For each line below, print it again exactly as shown.

Top of RECORDS PROVIDED

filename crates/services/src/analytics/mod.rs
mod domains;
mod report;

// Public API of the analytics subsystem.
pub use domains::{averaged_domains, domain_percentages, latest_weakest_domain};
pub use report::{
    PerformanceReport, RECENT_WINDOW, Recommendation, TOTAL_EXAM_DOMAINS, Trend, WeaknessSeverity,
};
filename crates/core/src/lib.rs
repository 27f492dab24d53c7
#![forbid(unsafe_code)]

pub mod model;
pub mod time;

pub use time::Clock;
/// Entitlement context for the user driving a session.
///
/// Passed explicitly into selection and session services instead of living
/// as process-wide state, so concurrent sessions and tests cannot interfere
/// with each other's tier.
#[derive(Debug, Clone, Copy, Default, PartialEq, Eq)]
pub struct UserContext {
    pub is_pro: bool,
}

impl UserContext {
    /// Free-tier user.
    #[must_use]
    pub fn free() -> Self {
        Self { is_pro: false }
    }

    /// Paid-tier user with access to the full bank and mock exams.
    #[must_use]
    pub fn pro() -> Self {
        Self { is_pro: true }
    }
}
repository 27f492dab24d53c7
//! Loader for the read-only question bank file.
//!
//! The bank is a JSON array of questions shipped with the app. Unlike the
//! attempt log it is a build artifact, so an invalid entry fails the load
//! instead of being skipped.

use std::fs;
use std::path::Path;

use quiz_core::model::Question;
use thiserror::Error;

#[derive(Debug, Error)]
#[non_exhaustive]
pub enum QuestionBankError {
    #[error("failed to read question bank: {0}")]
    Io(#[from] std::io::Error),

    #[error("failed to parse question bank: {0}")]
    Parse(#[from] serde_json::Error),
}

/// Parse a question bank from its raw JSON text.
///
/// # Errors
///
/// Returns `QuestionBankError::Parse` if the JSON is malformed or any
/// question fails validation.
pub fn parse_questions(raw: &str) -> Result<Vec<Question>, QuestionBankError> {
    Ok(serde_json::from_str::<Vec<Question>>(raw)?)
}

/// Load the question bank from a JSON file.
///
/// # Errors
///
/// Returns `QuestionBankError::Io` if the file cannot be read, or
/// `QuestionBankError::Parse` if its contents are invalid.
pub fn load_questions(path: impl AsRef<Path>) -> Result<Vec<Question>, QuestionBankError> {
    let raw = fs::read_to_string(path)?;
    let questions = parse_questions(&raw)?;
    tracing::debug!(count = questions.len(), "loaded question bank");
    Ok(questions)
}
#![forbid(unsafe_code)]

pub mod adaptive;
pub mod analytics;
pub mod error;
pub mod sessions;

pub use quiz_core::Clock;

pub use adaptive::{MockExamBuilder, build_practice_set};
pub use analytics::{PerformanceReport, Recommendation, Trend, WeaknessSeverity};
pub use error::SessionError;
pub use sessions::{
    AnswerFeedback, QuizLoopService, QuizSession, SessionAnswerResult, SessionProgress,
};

Bottom of RECORDS PROVIDED

REPLY:
filename crates/services/src/analytics/mod.rs
mod domains;
mod report;

// Public API of the analytics subsystem.
pub use domains::{averaged_domains, domain_percentages, latest_weakest_domain};
pub use report::{
    PerformanceReport, RECENT_WINDOW, Recommendation, TOTAL_EXAM_DOMAINS, Trend, WeaknessSeverity,
};
filename crates/core/src/lib.rs
repository 27f492dab24d53c7
#![forbid(unsafe_code)]

pub mod model;
pub mod time;

pub use time::Clock;
/// Entitlement context for the user driving a session.
///
/// Passed explicitly into selection and session services instead of living
/// as process-wide state, so concurrent sessions and tests cannot interfere
/// with each other's tier.
#[derive(Debug, Clone, Copy, Default, PartialEq, Eq)]
pub struct UserContext {
    pub is_pro: bool,
}

impl UserContext {
    /// Free-tier user.
    #[must_use]
    pub fn free() -> Self {
        Self { is_pro: false }
    }

    /// Paid-tier user with access to the full bank and mock exams.
    #[must_use]
    pub fn pro() -> Self {
        Self { is_pro: true }
    }
}
repository 27f492dab24d53c7
//! Loader for the read-only question bank file.
//!
//! The bank is a JSON array of questions shipped with the app. Unlike the
//! attempt log it is a build artifact, so an invalid entry fails the load
//! instead of being skipped.

use std::fs;
use std::path::Path;

use quiz_core::model::Question;
use thiserror::Error;

#[derive(Debug, Error)]
#[non_exhaustive]
pub enum QuestionBankError {
    #[error("failed to read question bank: {0}")]
    Io(#[from] std::io::Error),

    #[error("failed to parse question bank: {0}")]
    Parse(#[from] serde_json::Error),
}

/// Parse a question bank from its raw JSON text.
///
/// # Errors
///
/// Returns `QuestionBankError::Parse` if the JSON is malformed or any
/// question fails validation.
pub fn parse_questions(raw: &str) -> Result<Vec<Question>, QuestionBankError> {
    Ok(serde_json::from_str::<Vec<Question>>(raw)?)
}

/// Load the question bank from a JSON file.
///
/// # Errors
///
/// Returns `QuestionBankError::Io` if the file cannot be read, or
/// `QuestionBankError::Parse` if its contents are invalid.
pub fn load_questions(path: impl AsRef<Path>) -> Result<Vec<Question>, QuestionBankError> {
    let raw = fs::read_to_string(path)?;
    let questions = parse_questions(&raw)?;
    tracing::debug!(count = questions.len(), "loaded question bank");
    Ok(questions)
}
#![forbid(unsafe_code)]

pub mod adaptive;
pub mod analytics;
pub mod error;
pub mod sessions;

pub use quiz_core::Clock;

pub use adaptive::{MockExamBuilder, build_practice_set};
pub use analytics::{PerformanceReport, Recommendation, Trend, WeaknessSeverity};
pub use error::SessionError;
pub use sessions::{
    AnswerFeedback, QuizLoopService, QuizSession, SessionAnswerResult, SessionProgress,
};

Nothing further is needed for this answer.